2025.8.3 週報掲載の説教

2025.8.3 週報掲載の説教

<2025年6月22日の説教から>

『復活であり、命であるイエス様』

ヨハネによる福音書11章17節〜27節

牧師 鈴木美津子

 
マルタは、兄弟ラザロの死に際して、「あなたが神にお願いすることは何でも神はかなえてくださる」と語っているが、心の深いところでは、その言葉を本気で信じているわけではなかった。頭では理解していても、ラザロがすぐに生き返ることなど考えてもいなかったのである。これは私たち自身にも通じる姿である。「神には何でもできる」と口では言えても、本心から信じきれていないことがあるのではないか。

主イエスが「あなたの兄弟は復活する」と語られた時も、マルタは「終わりの日に復活することは存じている」と、当時のファリサイ派の教えに基づいた、形式的な応答をする。しかし、主イエスはマルタの言葉を否定することなく、「わたしは復活であり、命である」と力強く宣言された。この「わたしを信じる者は、死んでも生きる。生きていてわたしを信じる者はだれも、決して死ぬことはない」という言葉は、聖書の中でも特に深い意味を持つ言葉のひとつである。主イエスにつながる者にとって、肉体の死は終わりではなく、命の継続であることが明らかにされているからである。人間の命は肉体の死によって突然断ち切られるように見えるが、主イエスにつながる者は、その死を超えて生きる希望を与えられる。主にある死は、完全な別れではなく、つながりの中にある。ラザロの復活の出来事は、そのことを一つの具体例として証ししている。

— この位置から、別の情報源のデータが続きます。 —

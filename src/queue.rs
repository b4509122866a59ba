//! Deduplicating work queue of object keys with delayed and rate limited
//! re-delivery.
//!
//! A key is handed to at most one worker at a time: adding a key that is being
//! processed marks it dirty, and it is queued again once the worker calls
//! [`WorkQueue::done`].

use std::collections::{HashMap, HashSet, VecDeque};
use std::sync::{Arc, Mutex, MutexGuard};
use std::time::Duration;
use tokio::sync::Notify;
use tokio_util::sync::CancellationToken;

/// How long to wait before re-delivering a key that failed.
#[derive(Debug, Clone, Copy, PartialEq, Eq)]
pub enum Backoff {
    /// `base * 2^failures`, capped at `max`.
    Exponential { base: Duration, max: Duration },
    Fixed(Duration),
}

impl Default for Backoff {
    fn default() -> Self {
        Backoff::Exponential {
            base: Duration::from_millis(5),
            max: Duration::from_secs(1000),
        }
    }
}

impl Backoff {
    pub fn delay(&self, failures: u32) -> Duration {
        match *self {
            Backoff::Fixed(delay) => delay,
            Backoff::Exponential { base, max } => {
                let factor = 2u32.checked_pow(failures).unwrap_or(u32::MAX);
                base.checked_mul(factor).map_or(max, |d| d.min(max))
            }
        }
    }
}

#[derive(Default)]
struct State {
    queue: VecDeque<String>,
    dirty: HashSet<String>,
    processing: HashSet<String>,
    failures: HashMap<String, u32>,
    shutting_down: bool,
    /// Cancels pending `add_after` timers.
    delayed: CancellationToken,
}

pub struct WorkQueue {
    state: Mutex<State>,
    notify: Notify,
    backoff: Backoff,
}

impl WorkQueue {
    pub fn new(backoff: Backoff) -> Arc<Self> {
        Arc::new(Self {
            state: Mutex::new(State::default()),
            notify: Notify::new(),
            backoff,
        })
    }

    fn lock(&self) -> MutexGuard<'_, State> {
        // the state stays consistent across a panicking holder
        self.state.lock().unwrap_or_else(|e| e.into_inner())
    }

    /// Enqueues `key` unless it is already waiting to be processed.
    pub fn add(&self, key: impl Into<String>) {
        let key = key.into();
        let mut state = self.lock();
        if state.shutting_down || !state.dirty.insert(key.clone()) {
            return;
        }
        if state.processing.contains(&key) {
            return;
        }
        state.queue.push_back(key);
        drop(state);
        self.notify.notify_one();
    }

    /// Enqueues `key` once `delay` has elapsed.
    pub fn add_after(self: &Arc<Self>, key: impl Into<String>, delay: Duration) {
        let key = key.into();
        if delay.is_zero() {
            return self.add(key);
        }
        let cancelled = {
            let state = self.lock();
            if state.shutting_down {
                return;
            }
            state.delayed.clone()
        };
        let queue = Arc::clone(self);
        tokio::spawn(async move {
            tokio::select! {
                _ = cancelled.cancelled() => {}
                _ = tokio::time::sleep(delay) => queue.add(key),
            }
        });
    }

    /// Enqueues `key` after a delay that grows with each consecutive failure.
    pub fn add_rate_limited(self: &Arc<Self>, key: impl Into<String>) {
        let key = key.into();
        let delay = {
            let mut state = self.lock();
            let failures = state.failures.entry(key.clone()).or_insert(0);
            let delay = self.backoff.delay(*failures);
            *failures = failures.saturating_add(1);
            delay
        };
        self.add_after(key, delay);
    }

    /// Clears the failure history of `key`.
    pub fn forget(&self, key: &str) {
        self.lock().failures.remove(key);
    }

    pub fn num_requeues(&self, key: &str) -> u32 {
        self.lock().failures.get(key).copied().unwrap_or(0)
    }

    /// Waits for the next key. Returns `None` once the queue is shut down and
    /// every queued key has been handed out.
    pub async fn get(&self) -> Option<String> {
        loop {
            let notified = self.notify.notified();
            tokio::pin!(notified);
            notified.as_mut().enable();

            {
                let mut state = self.lock();
                if let Some(key) = state.queue.pop_front() {
                    state.dirty.remove(&key);
                    state.processing.insert(key.clone());
                    let more = !state.queue.is_empty();
                    drop(state);
                    if more {
                        self.notify.notify_one();
                    }
                    return Some(key);
                }
                if state.shutting_down {
                    return None;
                }
            }

            notified.await;
        }
    }

    /// Marks `key` as processed. A key added while it was processing is queued again.
    pub fn done(&self, key: &str) {
        let mut state = self.lock();
        state.processing.remove(key);
        if state.dirty.contains(key) {
            state.queue.push_back(key.to_string());
            drop(state);
            self.notify.notify_one();
        }
    }

    /// Stops accepting keys and wakes every waiting [`WorkQueue::get`].
    pub fn shut_down(&self) {
        let delayed = {
            let mut state = self.lock();
            state.shutting_down = true;
            state.delayed.clone()
        };
        delayed.cancel();
        self.notify.notify_waiters();
    }

    /// Drops every queued and delayed key together with the failure history.
    /// Keys currently handed out stay in flight until [`WorkQueue::done`],
    /// which no longer re-queues them.
    pub fn clear(&self) {
        let delayed = {
            let mut state = self.lock();
            state.queue.clear();
            state.dirty.clear();
            state.failures.clear();
            std::mem::take(&mut state.delayed)
        };
        delayed.cancel();
    }

    pub fn is_shutting_down(&self) -> bool {
        self.lock().shutting_down
    }

    pub fn len(&self) -> usize {
        self.lock().queue.len()
    }

    pub fn is_empty(&self) -> bool {
        self.len() == 0
    }
}

#[cfg(test)]
mod tests {
    use super::*;

    #[tokio::test]
    async fn test_add_deduplicates() {
        let queue = WorkQueue::new(Backoff::default());
        queue.add("ns/a");
        queue.add("ns/a");
        queue.add("ns/b");
        assert_eq!(queue.len(), 2);
        assert_eq!(queue.get().await.as_deref(), Some("ns/a"));
        assert_eq!(queue.get().await.as_deref(), Some("ns/b"));
    }

    #[tokio::test]
    async fn test_add_while_processing_requeues_on_done() {
        let queue = WorkQueue::new(Backoff::default());
        queue.add("ns/a");
        let key = queue.get().await.unwrap();
        queue.add("ns/a");
        queue.add("ns/a");
        assert!(queue.is_empty());
        queue.done(&key);
        assert_eq!(queue.len(), 1);
        assert_eq!(queue.get().await.as_deref(), Some("ns/a"));
    }

    #[tokio::test]
    async fn test_shutdown_unblocks_waiters() {
        let queue = WorkQueue::new(Backoff::default());
        let waiter = {
            let queue = Arc::clone(&queue);
            tokio::spawn(async move { queue.get().await })
        };
        tokio::task::yield_now().await;
        queue.shut_down();
        assert_eq!(waiter.await.unwrap(), None);
        queue.add("ns/a");
        assert!(queue.is_empty());
    }

    #[tokio::test]
    async fn test_shutdown_drains_queued_keys() {
        let queue = WorkQueue::new(Backoff::default());
        queue.add("ns/a");
        queue.shut_down();
        assert_eq!(queue.get().await.as_deref(), Some("ns/a"));
        assert_eq!(queue.get().await, None);
    }

    #[tokio::test(start_paused = true)]
    async fn test_clear_drops_pending_and_delayed_keys() {
        let queue = WorkQueue::new(Backoff::Fixed(Duration::from_secs(5)));
        queue.add("ns/a");
        queue.add("ns/b");
        let key = queue.get().await.unwrap();
        queue.add("ns/b");
        queue.add_rate_limited("ns/c");

        queue.clear();
        queue.done(&key);
        assert!(queue.is_empty());
        assert_eq!(queue.num_requeues("ns/c"), 0);

        tokio::time::sleep(Duration::from_secs(10)).await;
        assert!(queue.is_empty());

        queue.add("ns/d");
        assert_eq!(queue.get().await.as_deref(), Some("ns/d"));
    }

    #[tokio::test(start_paused = true)]
    async fn test_add_after_delays_delivery() {
        let queue = WorkQueue::new(Backoff::default());
        queue.add_after("ns/a", Duration::from_secs(10));
        tokio::time::sleep(Duration::from_secs(5)).await;
        assert!(queue.is_empty());
        tokio::time::sleep(Duration::from_secs(6)).await;
        assert_eq!(queue.len(), 1);
    }

    #[tokio::test(start_paused = true)]
    async fn test_rate_limited_backoff_and_forget() {
        let queue = WorkQueue::new(Backoff::Exponential {
            base: Duration::from_secs(1),
            max: Duration::from_secs(60),
        });
        queue.add_rate_limited("ns/a");
        queue.add_rate_limited("ns/a");
        queue.add_rate_limited("ns/a");
        assert_eq!(queue.num_requeues("ns/a"), 3);
        queue.forget("ns/a");
        assert_eq!(queue.num_requeues("ns/a"), 0);
    }

    #[test]
    fn test_backoff_delay() {
        let backoff = Backoff::Exponential {
            base: Duration::from_millis(5),
            max: Duration::from_secs(1),
        };
        assert_eq!(backoff.delay(0), Duration::from_millis(5));
        assert_eq!(backoff.delay(3), Duration::from_millis(40));
        assert_eq!(backoff.delay(20), Duration::from_secs(1));
        assert_eq!(backoff.delay(64), Duration::from_secs(1));
        assert_eq!(
            Backoff::Fixed(Duration::from_secs(3)).delay(7),
            Duration::from_secs(3)
        );
    }
}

主イエスはマルタに「このことを信じるか」と問われた。

マルタは「はい、主よ、あなたが世に来られるはずの神の子、メシアであるとわたしは信じております」と答えた。その信仰がどれほど確かなものだったかは分からないが、それでもマルタは信仰告白を口にしたのだ。

私たちもまた、信仰が揺れ動く中で「はい、主よ、信じます」と応える者である。救いは、私たちの強さや確かさにかかっているのではなく、主イエスが「命の主」であるという確かな土台の上にある。だからこそ私たちは、今もこの方に信仰を告白し、希望を持って新しい一歩を踏み出すことができるのである。